Please ensure Javascript is enabled for purposes of website accessibility

2023 Missouri Legislative Wrap Up

2023 Missouri Legislative Wrap Up
The Missouri General Assembly adjourned for the year on May 12, 2023. Prior to the 2023 session, the Jackson County Health Department outlined policy priorities. Our 2023 Missouri Legislative Wrap Up below takes a brief look at what was accomplished during this session.

Met Policy Goal

Partially Met Policy Goal

Didn’t Meet Policy Goal

1. Increase Access to Care

Extend postpartum coverage under Medicaid to 12 months

The Missouri General Assembly extended postpartum Medicaid coverage to 12 months. This is a year’s long effort that represents significant progress in addressing the rising maternal mortality crisis in Missouri.
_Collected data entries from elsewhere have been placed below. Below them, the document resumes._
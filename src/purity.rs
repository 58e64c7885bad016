//! Dendrogram purity: a classification-quality measure of a hierarchy with
//! respect to a ground-truth labelling of its leaves.

use crate::accumulators::{accumulate_sequential, Accumulator};
use crate::attributes::{attribute_area, attribute_children_pair_sum_product};
use crate::error::{Error, Result};
use crate::tree::Tree;
use ndarray::{Array1, Array2, Axis};

/// Weighted average of the purity of each node of the tree with respect to
/// a ground-truth labelling of its leaves.
///
/// The purity of a leaf set `X` for a class `C` is the fraction of elements
/// of `X` belonging to `C`; the dendrogram purity averages, over all
/// same-class leaf pairs `{x, y}`, the purity of `lca(x, y)` for their
/// class. The score lies in `[0, 1]`, higher is better.
///
/// `leaf_labels` must hold one class id per leaf; class ids are the values
/// `0..=max_label`.
pub fn dendrogram_purity(tree: &Tree, leaf_labels: &Array1<usize>) -> Result<f64> {
    let num_l = tree.num_leaves();
    if leaf_labels.len() != num_l {
        return Err(Error::invalid("leaf labels must be a leaf weighting of the tree"));
    }

    let area = attribute_area(tree);
    let num_labels = leaf_labels.iter().max().map_or(0, |&m| m + 1);

    let mut label_histo_leaves = Array2::<f64>::zeros((num_l, num_labels));
    for (leaf, &label) in leaf_labels.iter().enumerate() {
        label_histo_leaves[[leaf, label]] = 1.0;
    }

    let label_histo = accumulate_sequential(tree, label_histo_leaves.view().into_dyn(), Accumulator::Sum)?;
    let label_histo = label_histo
        .into_dimensionality::<ndarray::Ix2>()
        .expect("2-d sweep yields a 2-d result");

    let weights = attribute_children_pair_sum_product(tree, label_histo.view().into_dyn())?;
    let weights = weights
        .into_dimensionality::<ndarray::Ix2>()
        .expect("2-d input yields a 2-d result");

    // per-node per-class purity, weighted by the number of same-class leaf
    // pairs for which this node is the lowest common ancestor
    let mut total = 0.0;
    let mut z = 0.0;
    for node in num_l..tree.num_vertices() {
        let node_area = area[node] as f64;
        let histo = label_histo.index_axis(Axis(0), node);
        let weight = weights.index_axis(Axis(0), node);
        for (h, w) in histo.iter().zip(weight) {
            total += (h / node_area) * w;
            z += w;
        }
    }

    Ok(total / z)
}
While there was some controversy around anti-abortion language that has been previously rejected by CMS, the legislation passed without this language. To learn more about the importance of extending Medicaid coverage to 12 months, read our policy brief on Maternal Mortality and Medicaid Extension.

Provide 12 months continuous coverage for children eligible for CHIP

While Missouri legislation has not specifically enhanced funding for the CHIP program, the federal government has provided funding for 12 months of CHIP funding. Paired with the extension for Postpartum Medicaid, these two interventions represent significant movement in addressing child and maternal health outcomes in the state.

Ensure adequate access to comprehensive contraceptive services

The Missouri General Assembly allocated funding for sexual health testing, treatment and prevention. Despite a Missouri Supreme Court ruling in 2020 and a Cole County Court ruling in December 2022, the General Assembly included language in the budget that prevents Medicaid from reimbursing Planned Parenthood, which could jeopardize their ability to serve Medicaid patients.

2. Support Public Health Funding and Capacity

Fully fund DHSS budget request including funds for LPHAs

The Missouri General Assembly allocated $2.9 billion for MO DHSS, including  $9.6 million in core funding for LPHAs. This total includes a $2.3 million increase in funding, as well as $3.8 million in funding for LPHA accreditation incentives.

Preserve our ability to combat vaccine-preventable illnesses by following evidence-based vaccine requirements for school admission

Several bills that would restrict the ability of DHSS and LPHAs to follow evidence-based vaccine requirements saw movement in the House and Senate, with some passing out of committee. However, no legislation restricting vaccines passed either chamber.

3. Prevent Negative Health Outcomes Associated with Substance Use

Legalize syringe service programs

While the General Assembly came close to passing a needle exchange program in the 2022 session before it ultimately stalled in conference committee, 2023 saw little movement on this program. Three bills were filed to create needle exchange programs. Two were referred to committee and only one was voted out of committee before stalling in the rules committee.

Remove fentanyl strips from the definition of “drug paraphernalia” under Missouri law

Several bills were introduced that would exclude fentanyl test strips from the definition of drug paraphernalia. Ultimately, the legislation was added as part of an omnibus bill on public safety. Fentanyl strips are an important harm reduction tool, and can reduce the risk of a fentanyl overdose.

Allow local subdivisions to implement tobacco regulations that prevent youth tobacco use

Preemption laws allow the state to limit or eliminate local authority on a specific issue. A bill that would preempt municipalities from adopting tobacco regulations was introduced and passed out of committee in the Senate, but was not ultimately passed by the Senate.